Speaker
Description
NGC 5907 ULX-1, the most luminous ULX pulsar (peak luminosity 10⁴¹ erg/s), shows super-orbital modulation whose physical origin has implications for the magnetic field strength required to sustain super-Eddington accretion. From >10 years of Swift XRT monitoring (2014–2025), we characterise this modulation using Bayesian mixture models that properly marginalise over intermediate-flux states diluting the periodic signal in the recent high-flux epoch. We recover a tightly constrained ~78 d period with a fast-rise-exponential-decay profile that maintains phase-coherence across an extended quiescent interval (mid-2017–mid-2020; ~14 super-orbital cycles), favouring a precession mechanism anchored to the neutron star itself.
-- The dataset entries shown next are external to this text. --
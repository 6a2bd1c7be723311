// SPDX-License-Identifier: Apache-2.0
// Copyright (c) 2025 Polyframe Inc.

//! Run driver: sweeps every selected object and checkpoints after each one

use super::dataset::ObjectRelations;
use super::schema::ResultTree;
use super::store::ResultStore;
use super::sweep::{Sweep, UnitFailure};
use crate::error::{EvalError, Result};
use std::path::PathBuf;

/// An object whose sweep failed as a whole
#[derive(Debug)]
pub struct ObjectFailure {
    pub group: String,
    pub object_id: String,
    pub error: EvalError,
}

/// How a single object ended
#[derive(Debug, Clone, Copy, PartialEq, Eq)]
pub enum ObjectStatus {
    /// Swept and persisted; `failed_units` units produced no record
    Completed { units: usize, failed_units: usize },
    /// Already present in the resumed document
    Resumed,
    Failed,
}

/// Progress notification emitted after each object
#[derive(Debug, Clone, Copy)]
pub struct ObjectEvent<'a> {
    pub group: &'a str,
    pub object_id: &'a str,
    /// 1-based position among the selected objects
    pub position: usize,
    pub total: usize,
    pub status: ObjectStatus,
}

/// Outcome of a whole run
#[derive(Debug, Default)]
pub struct RunSummary {
    pub results_path: PathBuf,
    pub objects_completed: usize,
    pub objects_resumed: usize,
    pub units_evaluated: usize,
    pub object_failures: Vec<ObjectFailure>,
    pub unit_failures: Vec<UnitFailure>,
}

impl RunSummary {
    pub fn is_clean(&self) -> bool {
        self.object_failures.is_empty() && self.unit_failures.is_empty()
    }
}

/// Sweeps the first `objects_per_group` objects of every group
pub struct Driver<'a> {
    sweep: Sweep<'a>,
    store: ResultStore,
    objects_per_group: usize,
    resume: bool,
}

impl<'a> Driver<'a> {
    /// `objects_per_group == 0` selects every object
    pub fn new(sweep: Sweep<'a>, store: ResultStore, objects_per_group: usize, resume: bool) -> Self {
        Self {
            sweep,
            store,
            objects_per_group,
            resume,
        }
    }

    pub fn store(&self) -> &ResultStore {
        &self.store
    }

    /// Number of objects `run` will visit for `relations`
    pub fn planned_objects(&self, relations: &ObjectRelations) -> usize {
        relations
            .groups()
            .map(|(_, objects)| self.limit(objects.len()))
            .sum()
    }

    fn limit(&self, available: usize) -> usize {
        if self.objects_per_group == 0 {
            available
        } else {
            available.min(self.objects_per_group)
        }
    }

    /// Sweep all selected objects.
    ///
    /// The document is rewritten after every completed object. Object-level
    /// failures are recorded and the run moves on; only a failure to persist
    /// the document aborts the run.
    pub fn run(
        &self,
        relations: &ObjectRelations,
        mut on_object: impl FnMut(&ObjectEvent<'_>),
    ) -> Result<RunSummary> {
        let mut tree = if self.resume {
            self.store.load_or_default()?
        } else {
            ResultTree::new()
        };

        let mut summary = RunSummary {
            results_path: self.store.path().to_path_buf(),
            ..RunSummary::default()
        };
        let total = self.planned_objects(relations);
        let mut position = 0;

        for (group, objects) in relations.groups() {
            tree.ensure_group(group);

            for (object_id, entry) in objects.iter().take(self.limit(objects.len())) {
                position += 1;

                let status = if self.resume && tree.contains(group, object_id) {
                    log::info!("{}/{} already in {}, skipping", group, object_id, self.store.path().display());
                    summary.objects_resumed += 1;
                    ObjectStatus::Resumed
                } else {
                    log::info!("processing object {}/{} ({}/{})", group, object_id, position, total);
                    match self.sweep.run_object(object_id, &entry.images, &entry.point_cloud) {
                        Ok(outcome) => {
                            let units = outcome.result.unit_count();
                            let failed_units = outcome.failures.len();
                            tree.insert(group, outcome.result);
                            self.store.save(&tree)?;
                            log::info!("saved results for {} -> {}", object_id, self.store.path().display());

                            summary.objects_completed += 1;
                            summary.units_evaluated += units;
                            summary.unit_failures.extend(outcome.failures);
                            ObjectStatus::Completed { units, failed_units }
                        }
                        Err(error) => {
                            log::error!("failed processing {}/{}: {}", group, object_id, error);
                            summary.object_failures.push(ObjectFailure {
                                group: group.to_string(),
                                object_id: object_id.clone(),
                                error,
                            });
                            ObjectStatus::Failed
                        }
                    }
                };

                on_object(&ObjectEvent {
                    group,
                    object_id,
                    position,
                    total,
                    status,
                });
            }
        }

        Ok(summary)
    }
}
// SPDX-License-Identifier: Apache-2.0
// Copyright (c) 2025 Polyframe Inc.

//! Metric engine behaviour on small known point sets

use approx::assert_relative_eq;
use pointbench::metrics::{
    chamfer_distance, DeviceUsed, MetricEngine, ParallelContext, SequentialContext,
};
use pointbench::{EvalError, PointSet};

fn cube_corners() -> PointSet {
    let mut rows = Vec::new();
    for x in [0.0, 1.0] {
        for y in [0.0, 1.0] {
            for z in [0.0, 1.0] {
                rows.push([x, y, z]);
            }
        }
    }
    PointSet::from_rows(&rows)
}

/// Cube corners with the (1, 1, 1) corner pushed 0.5 along x
fn displaced_cube() -> PointSet {
    let mut points: Vec<_> = cube_corners().points().to_vec();
    if let Some(p) = points.iter_mut().find(|p| p.x == 1.0 && p.y == 1.0 && p.z == 1.0) {
        p.x += 0.5;
    }
    PointSet::new(points)
}

#[test]
fn test_normalization_properties() {
    let normalized = displaced_cube().normalize().unwrap();

    let n = normalized.len() as f64;
    let mean = normalized
        .points()
        .iter()
        .fold(nalgebra::Vector3::zeros(), |acc, p| acc + p.coords)
        / n;
    assert_relative_eq!(mean.norm(), 0.0, epsilon = 1e-12);

    let max_norm = normalized
        .points()
        .iter()
        .map(|p| p.coords.norm())
        .fold(0.0_f64, f64::max);
    assert_relative_eq!(max_norm, 1.0, epsilon = 1e-12);
}

#[test]
fn test_apple_scenario() {
    let engine = MetricEngine::default();
    let ground_truth = cube_corners();
    let predicted = displaced_cube();

    let loose = engine.evaluate(&predicted, &ground_truth, 10.0).unwrap();
    assert_eq!(loose.precision, 1.0);
    assert_eq!(loose.recall, 1.0);
    assert_eq!(loose.fscore, 1.0);
    assert_eq!(loose.device_used, DeviceUsed::Primary);

    let tight = engine.evaluate(&predicted, &ground_truth, 0.001).unwrap();
    assert!(tight.fscore < 1.0);
    assert!(tight.chamfer_distance > 0.0);
    assert_eq!(tight.chamfer_distance, loose.chamfer_distance);
}

#[test]
fn test_translation_and_scale_invariance() {
    let engine = MetricEngine::default();
    let ground_truth = cube_corners();
    let moved: PointSet = displaced_cube()
        .points()
        .iter()
        .map(|p| nalgebra::Point3::from(p.coords * 3.0 + nalgebra::Vector3::new(5.0, -2.0, 7.0)))
        .collect();

    let a = engine.evaluate(&displaced_cube(), &ground_truth, 0.25).unwrap();
    let b = engine.evaluate(&moved, &ground_truth, 0.25).unwrap();
    assert_relative_eq!(a.chamfer_distance, b.chamfer_distance, epsilon = 1e-12);
    assert_eq!(a.precision, b.precision);
    assert_eq!(a.recall, b.recall);
}

#[test]
fn test_chamfer_is_symmetric() {
    let a = displaced_cube().normalize().unwrap();
    let b = cube_corners().normalize().unwrap();
    let ab = chamfer_distance(a.points(), b.points()).unwrap();
    let ba = chamfer_distance(b.points(), a.points()).unwrap();
    assert_relative_eq!(ab, ba, epsilon = 1e-15);
}

#[test]
fn test_scores_bounded_and_monotonic_in_tau() {
    let engine = MetricEngine::default();
    let (predicted, ground_truth) = (displaced_cube(), cube_corners());

    let (mut precision, mut recall, mut fscore) = (0.0, 0.0, 0.0);
    for tau in [0.01, 0.05, 0.1, 0.2, 0.25, 0.3, 0.5, 1.0, 2.5] {
        let m = engine.evaluate(&predicted, &ground_truth, tau).unwrap();
        for value in [m.precision, m.recall, m.fscore] {
            assert!((0.0..=1.0).contains(&value));
        }
        assert!(m.precision >= precision, "precision dropped at tau={}", tau);
        assert!(m.recall >= recall, "recall dropped at tau={}", tau);
        assert!(m.fscore >= fscore, "fscore dropped at tau={}", tau);
        (precision, recall, fscore) = (m.precision, m.recall, m.fscore);
    }
    assert_eq!((precision, recall), (1.0, 1.0));
}

#[test]
fn test_contexts_agree() {
    let parallel = MetricEngine::new(
        Box::new(ParallelContext::new(1 << 20)),
        Box::new(SequentialContext),
    );
    // A zero budget forces every computation onto the fallback
    let sequential = MetricEngine::new(Box::new(ParallelContext::new(0)), Box::new(SequentialContext));

    let (predicted, ground_truth) = (displaced_cube(), cube_corners());
    let a = parallel.evaluate(&predicted, &ground_truth, 0.3).unwrap();
    let b = sequential.evaluate(&predicted, &ground_truth, 0.3).unwrap();

    assert_eq!(a.device_used, DeviceUsed::Primary);
    assert_eq!(b.device_used, DeviceUsed::Fallback);
    assert_eq!(a.chamfer_distance, b.chamfer_distance);
    assert_eq!(a.precision, b.precision);
    assert_eq!(a.recall, b.recall);
    assert_eq!(a.fscore, b.fscore);
}

#[test]
fn test_zero_tau_rejected() {
    let engine = MetricEngine::default();
    let err = engine
        .evaluate(&displaced_cube(), &cube_corners(), 0.0)
        .unwrap_err();
    assert!(matches!(err, EvalError::InvalidTolerance { .. }));
}

#[test]
fn test_empty_prediction_is_degenerate() {
    let engine = MetricEngine::default();
    let err = engine
        .evaluate(&PointSet::default(), &cube_corners(), 0.05)
        .unwrap_err();
    assert!(matches!(err, EvalError::DegenerateInput { .. }));
}

#[test]
fn test_single_point_is_degenerate() {
    let engine = MetricEngine::default();
    let single = PointSet::from_rows(&[[0.3, 0.3, 0.3]]);
    let err = engine.evaluate(&single, &cube_corners(), 0.05).unwrap_err();
    assert!(matches!(err, EvalError::DegenerateInput { .. }));
}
We use this timing solution to assign super-orbital phases to the full archival set of XMM-Newton and NuSTAR observations, constructing phase-resolved broadband spectra that substantially extend the limited sampling available to earlier work (Fürst et al. 2017). Tracking the spectral continuum as a function of super-orbital phase offers a crucial diagnostic of the geometric beaming that is central to interpreting the extreme apparent luminosities of ULX pulsars: precession-driven changes in viewing angle modulate the degree of collimation visible to the observer, so phase-resolved spectroscopy can disentangle intrinsic luminosity variations from these viewing angle effects. For NGC 5907 ULX-1, where the apparent luminosity exceeds the neutron star Eddington limit by a factor of ~500, this approach provides a direct test of the beaming geometry invoked to reconcile the observed flux with physically plausible accretion rates.